Saved entries
___
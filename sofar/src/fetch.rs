//! Fetch sensor data from the Sofar API.

use failure;
use query::Query;
use reqwest::blocking::Client;
use response::Response;
use std::io::Read;
use std::time::Duration;

/// How long to wait for the sensor-data API before giving up.
pub const TIMEOUT_SECONDS: u64 = 30;

/// The API answered, but not with sensor data.
#[derive(Debug, Fail, PartialEq)]
pub enum Error {
    /// The API returned a status other than 2xx.
    #[fail(display = "sensor-data request failed with status {}", _0)]
    Status(u16),
}

/// Fetches the sensor data for a query.
///
/// Connection failures, timeouts, non-success statuses, and bodies that aren't a sensor-data
/// response are all errors.
pub fn fetch(query: &Query) -> Result<Response, failure::Error> {
    let url = query.url()?;
    info!("fetching sensor data for {}", query.spotter_id());
    fetch_url(url.as_str())
}

/// Fetches sensor data from a url.
pub fn fetch_url(url: &str) -> Result<Response, failure::Error> {
    let client = Client::builder()
        .timeout(Duration::from_secs(TIMEOUT_SECONDS))
        .build()?;
    let http_response = client.get(url).send()?;
    let status = http_response.status().as_u16();
    debug!("sensor-data api returned {}", status);
    from_http(status, http_response)
}

/// Reads a sensor-data response from an HTTP status and body.
///
/// # Examples
///
/// ```
/// use sofar::fetch;
/// let response = fetch::from_http(200, r#"{"data": []}"#.as_bytes()).unwrap();
/// assert!(response.data.is_empty());
/// assert!(fetch::from_http(401, r#"{"message": "unauthorized"}"#.as_bytes()).is_err());
/// ```
pub fn from_http<R: Read>(status: u16, body: R) -> Result<Response, failure::Error> {
    if status < 200 || status >= 300 {
        return Err(Error::Status(status).into());
    }
    Response::from_reader(body).map_err(failure::Error::from)
}

#[cfg(test)]
mod tests {
    use super::*;
    use std::fs::{self, File};
    use std::io::Write;
    use std::net::TcpListener;
    use std::thread;

    #[test]
    fn fixture() {
        let response = from_http(200, File::open("fixtures/response.json").unwrap()).unwrap();
        assert_eq!(7, response.data.len());
        assert_eq!(7, response.records().len());
    }

    #[test]
    fn non_success_status() {
        for &status in &[199, 301, 404, 500] {
            let err = from_http(status, File::open("fixtures/response.json").unwrap()).unwrap_err();
            assert_eq!(Some(&Error::Status(status)), err.downcast_ref::<Error>());
        }
    }

    #[test]
    fn malformed_body() {
        let err = from_http(200, "<html></html>".as_bytes()).unwrap_err();
        assert!(err.downcast_ref::<Error>().is_none());
        assert!(from_http(204, "".as_bytes()).is_err());
    }

    #[test]
    fn fetch_from_local_server() {
        let body = fs::read_to_string("fixtures/response.json").unwrap();
        let response = fetch_url(&serve_once("200 OK", body)).unwrap();
        assert_eq!(7, response.data.len());
    }

    #[test]
    fn fetch_unauthorized() {
        let url = serve_once("401 Unauthorized", r#"{"message": "bad token"}"#.to_string());
        let err = fetch_url(&url).unwrap_err();
        assert_eq!(Some(&Error::Status(401)), err.downcast_ref::<Error>());
    }

    #[test]
    fn fetch_connection_refused() {
        // Bind and drop to get a local port that nothing listens on.
        let port = TcpListener::bind("127.0.0.1:0")
            .unwrap()
            .local_addr()
            .unwrap()
            .port();
        assert!(fetch_url(&format!("http://127.0.0.1:{}/api/sensor-data", port)).is_err());
    }

    fn serve_once(status: &'static str, body: String) -> String {
        let listener = TcpListener::bind("127.0.0.1:0").unwrap();
        let address = listener.local_addr().unwrap();
        thread::spawn(move || {
            let (mut stream, _) = listener.accept().unwrap();
            let mut request = [0; 4096];
            stream.read(&mut request).unwrap();
            write!(
                stream,
                "HTTP/1.1 {}\r\nContent-Type: application/json\r\nContent-Length: {}\r\n\
                 Connection: close\r\n\r\n{}",
                status,
                body.len(),
                body
            ).unwrap();
        });
        format!("http://{}/api/sensor-data", address)
    }
}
___
** DESCRIPTION OF THE TASK **
Check each line above for the string "request", then copy the ones that have it.

** EXERCISE RESULT **
    #[fail(display = "sensor-data request failed with status {}", _0)]
            let mut request = [0; 4096];
            stream.read(&mut request).unwrap();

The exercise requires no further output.